Keyword search on "kept": report each line of the records that contains it.

--- The input ---

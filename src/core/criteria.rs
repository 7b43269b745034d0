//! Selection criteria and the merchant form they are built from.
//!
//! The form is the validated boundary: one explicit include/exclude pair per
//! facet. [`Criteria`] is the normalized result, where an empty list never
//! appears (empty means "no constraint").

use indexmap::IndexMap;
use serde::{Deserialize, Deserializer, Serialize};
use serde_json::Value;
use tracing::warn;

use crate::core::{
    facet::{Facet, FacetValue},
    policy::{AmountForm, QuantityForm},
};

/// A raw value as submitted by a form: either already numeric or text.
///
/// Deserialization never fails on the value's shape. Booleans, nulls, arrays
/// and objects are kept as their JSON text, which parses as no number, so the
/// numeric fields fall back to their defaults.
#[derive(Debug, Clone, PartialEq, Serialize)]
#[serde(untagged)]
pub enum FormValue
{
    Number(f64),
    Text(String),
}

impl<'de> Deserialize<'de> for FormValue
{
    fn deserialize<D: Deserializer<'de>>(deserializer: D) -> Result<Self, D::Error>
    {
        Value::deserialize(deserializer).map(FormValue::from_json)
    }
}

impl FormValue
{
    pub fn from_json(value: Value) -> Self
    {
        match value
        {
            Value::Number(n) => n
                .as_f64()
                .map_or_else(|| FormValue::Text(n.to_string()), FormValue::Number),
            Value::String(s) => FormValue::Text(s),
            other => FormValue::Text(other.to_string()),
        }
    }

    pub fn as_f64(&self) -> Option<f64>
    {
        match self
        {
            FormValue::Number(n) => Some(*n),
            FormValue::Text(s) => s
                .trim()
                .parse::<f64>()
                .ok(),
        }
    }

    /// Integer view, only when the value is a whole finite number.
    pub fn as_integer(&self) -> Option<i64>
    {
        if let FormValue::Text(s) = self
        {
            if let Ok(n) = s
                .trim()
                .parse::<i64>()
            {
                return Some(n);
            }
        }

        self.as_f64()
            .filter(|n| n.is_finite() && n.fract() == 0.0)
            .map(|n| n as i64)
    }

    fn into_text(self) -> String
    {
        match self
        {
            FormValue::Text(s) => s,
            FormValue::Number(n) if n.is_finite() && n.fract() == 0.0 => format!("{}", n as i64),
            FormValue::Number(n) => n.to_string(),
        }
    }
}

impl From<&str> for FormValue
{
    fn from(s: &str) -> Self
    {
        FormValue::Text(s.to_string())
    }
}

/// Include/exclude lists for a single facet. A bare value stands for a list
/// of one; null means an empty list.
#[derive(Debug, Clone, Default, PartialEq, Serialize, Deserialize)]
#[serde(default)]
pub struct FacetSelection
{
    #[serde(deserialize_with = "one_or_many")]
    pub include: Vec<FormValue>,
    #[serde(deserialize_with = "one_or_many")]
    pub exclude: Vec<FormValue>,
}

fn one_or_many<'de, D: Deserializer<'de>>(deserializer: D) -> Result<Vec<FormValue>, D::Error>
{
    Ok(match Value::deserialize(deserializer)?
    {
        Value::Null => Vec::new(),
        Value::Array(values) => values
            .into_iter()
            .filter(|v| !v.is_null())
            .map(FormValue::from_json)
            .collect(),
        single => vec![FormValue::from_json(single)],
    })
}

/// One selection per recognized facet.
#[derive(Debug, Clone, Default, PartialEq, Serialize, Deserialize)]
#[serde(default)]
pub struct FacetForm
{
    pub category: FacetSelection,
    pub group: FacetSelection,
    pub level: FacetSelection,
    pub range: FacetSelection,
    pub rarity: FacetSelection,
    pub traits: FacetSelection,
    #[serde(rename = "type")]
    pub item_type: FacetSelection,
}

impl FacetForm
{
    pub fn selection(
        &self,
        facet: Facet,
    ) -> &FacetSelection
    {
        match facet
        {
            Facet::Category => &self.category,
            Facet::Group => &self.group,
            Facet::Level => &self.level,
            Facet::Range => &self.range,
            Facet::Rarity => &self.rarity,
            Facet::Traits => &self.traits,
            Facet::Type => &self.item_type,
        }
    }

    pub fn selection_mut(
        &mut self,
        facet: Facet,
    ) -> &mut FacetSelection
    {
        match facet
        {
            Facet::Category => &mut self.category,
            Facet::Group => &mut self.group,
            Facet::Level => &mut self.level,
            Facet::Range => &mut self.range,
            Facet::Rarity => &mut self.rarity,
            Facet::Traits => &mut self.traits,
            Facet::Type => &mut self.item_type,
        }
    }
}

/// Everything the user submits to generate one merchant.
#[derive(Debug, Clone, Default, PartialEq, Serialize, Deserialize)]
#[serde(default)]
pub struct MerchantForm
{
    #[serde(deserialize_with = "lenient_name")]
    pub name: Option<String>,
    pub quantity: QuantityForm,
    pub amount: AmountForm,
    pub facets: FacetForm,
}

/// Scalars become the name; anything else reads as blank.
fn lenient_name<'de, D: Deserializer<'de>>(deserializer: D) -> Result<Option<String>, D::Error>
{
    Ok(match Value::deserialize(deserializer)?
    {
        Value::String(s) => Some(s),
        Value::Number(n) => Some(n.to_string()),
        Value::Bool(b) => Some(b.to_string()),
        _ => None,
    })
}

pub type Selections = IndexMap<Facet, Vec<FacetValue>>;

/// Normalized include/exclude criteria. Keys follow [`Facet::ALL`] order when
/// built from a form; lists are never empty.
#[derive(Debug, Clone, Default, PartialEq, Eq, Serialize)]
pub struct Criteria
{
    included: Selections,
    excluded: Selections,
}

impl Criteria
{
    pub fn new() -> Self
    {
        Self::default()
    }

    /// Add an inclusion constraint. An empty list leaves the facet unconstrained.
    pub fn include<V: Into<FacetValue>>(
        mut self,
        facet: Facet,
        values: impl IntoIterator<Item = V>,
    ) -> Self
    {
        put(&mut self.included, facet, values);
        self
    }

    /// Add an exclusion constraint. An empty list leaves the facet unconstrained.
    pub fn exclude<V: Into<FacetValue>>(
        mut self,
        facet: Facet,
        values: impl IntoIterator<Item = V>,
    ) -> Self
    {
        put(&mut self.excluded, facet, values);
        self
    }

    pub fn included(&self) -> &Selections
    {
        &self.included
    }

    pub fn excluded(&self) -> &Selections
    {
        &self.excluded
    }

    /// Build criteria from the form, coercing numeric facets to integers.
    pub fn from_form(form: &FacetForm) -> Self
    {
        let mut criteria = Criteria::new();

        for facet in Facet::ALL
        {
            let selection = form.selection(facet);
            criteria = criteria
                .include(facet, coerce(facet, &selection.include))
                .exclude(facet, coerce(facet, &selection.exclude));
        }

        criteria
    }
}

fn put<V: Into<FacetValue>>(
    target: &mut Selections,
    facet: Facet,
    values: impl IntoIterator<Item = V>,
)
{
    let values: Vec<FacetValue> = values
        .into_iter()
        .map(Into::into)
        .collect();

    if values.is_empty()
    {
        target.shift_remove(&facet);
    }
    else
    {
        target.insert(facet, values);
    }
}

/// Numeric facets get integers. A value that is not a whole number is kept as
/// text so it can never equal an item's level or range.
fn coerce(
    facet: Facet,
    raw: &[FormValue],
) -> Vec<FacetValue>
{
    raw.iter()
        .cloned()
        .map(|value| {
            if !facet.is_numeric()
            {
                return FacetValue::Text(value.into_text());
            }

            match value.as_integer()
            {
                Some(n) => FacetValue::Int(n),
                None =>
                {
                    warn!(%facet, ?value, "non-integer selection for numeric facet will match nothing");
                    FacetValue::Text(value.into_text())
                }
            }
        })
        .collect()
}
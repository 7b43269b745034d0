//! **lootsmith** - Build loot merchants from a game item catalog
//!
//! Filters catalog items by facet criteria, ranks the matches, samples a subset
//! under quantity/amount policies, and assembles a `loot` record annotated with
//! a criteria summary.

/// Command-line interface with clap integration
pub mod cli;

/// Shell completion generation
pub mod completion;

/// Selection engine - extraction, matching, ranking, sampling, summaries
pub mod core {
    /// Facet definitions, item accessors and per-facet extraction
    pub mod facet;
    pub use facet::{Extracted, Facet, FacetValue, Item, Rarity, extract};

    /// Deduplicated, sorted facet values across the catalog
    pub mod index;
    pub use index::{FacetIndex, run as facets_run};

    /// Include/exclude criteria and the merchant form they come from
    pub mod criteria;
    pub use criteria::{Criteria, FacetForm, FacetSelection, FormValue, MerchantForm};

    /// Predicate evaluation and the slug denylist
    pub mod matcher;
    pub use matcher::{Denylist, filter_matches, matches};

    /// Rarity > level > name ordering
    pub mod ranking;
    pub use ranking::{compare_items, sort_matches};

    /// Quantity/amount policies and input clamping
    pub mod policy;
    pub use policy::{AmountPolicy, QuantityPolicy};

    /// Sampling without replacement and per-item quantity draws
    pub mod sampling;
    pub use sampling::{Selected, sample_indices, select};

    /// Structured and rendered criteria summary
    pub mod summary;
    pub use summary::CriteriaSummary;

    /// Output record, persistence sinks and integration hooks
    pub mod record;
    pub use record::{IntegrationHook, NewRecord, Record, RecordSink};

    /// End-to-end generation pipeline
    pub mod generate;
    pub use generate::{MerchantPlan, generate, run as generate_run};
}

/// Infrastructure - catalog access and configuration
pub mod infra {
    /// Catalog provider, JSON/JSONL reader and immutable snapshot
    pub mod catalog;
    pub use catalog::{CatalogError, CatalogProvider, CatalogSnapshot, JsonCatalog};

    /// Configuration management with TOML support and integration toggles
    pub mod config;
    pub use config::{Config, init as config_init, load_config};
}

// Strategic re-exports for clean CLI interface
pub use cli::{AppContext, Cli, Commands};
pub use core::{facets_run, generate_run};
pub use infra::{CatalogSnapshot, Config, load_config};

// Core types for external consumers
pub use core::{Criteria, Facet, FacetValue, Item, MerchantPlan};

---

» Written response:
/// and objects are kept as their JSON text, which parses as no number, so the
/// Numeric facets get integers. A value that is not a whole number is kept as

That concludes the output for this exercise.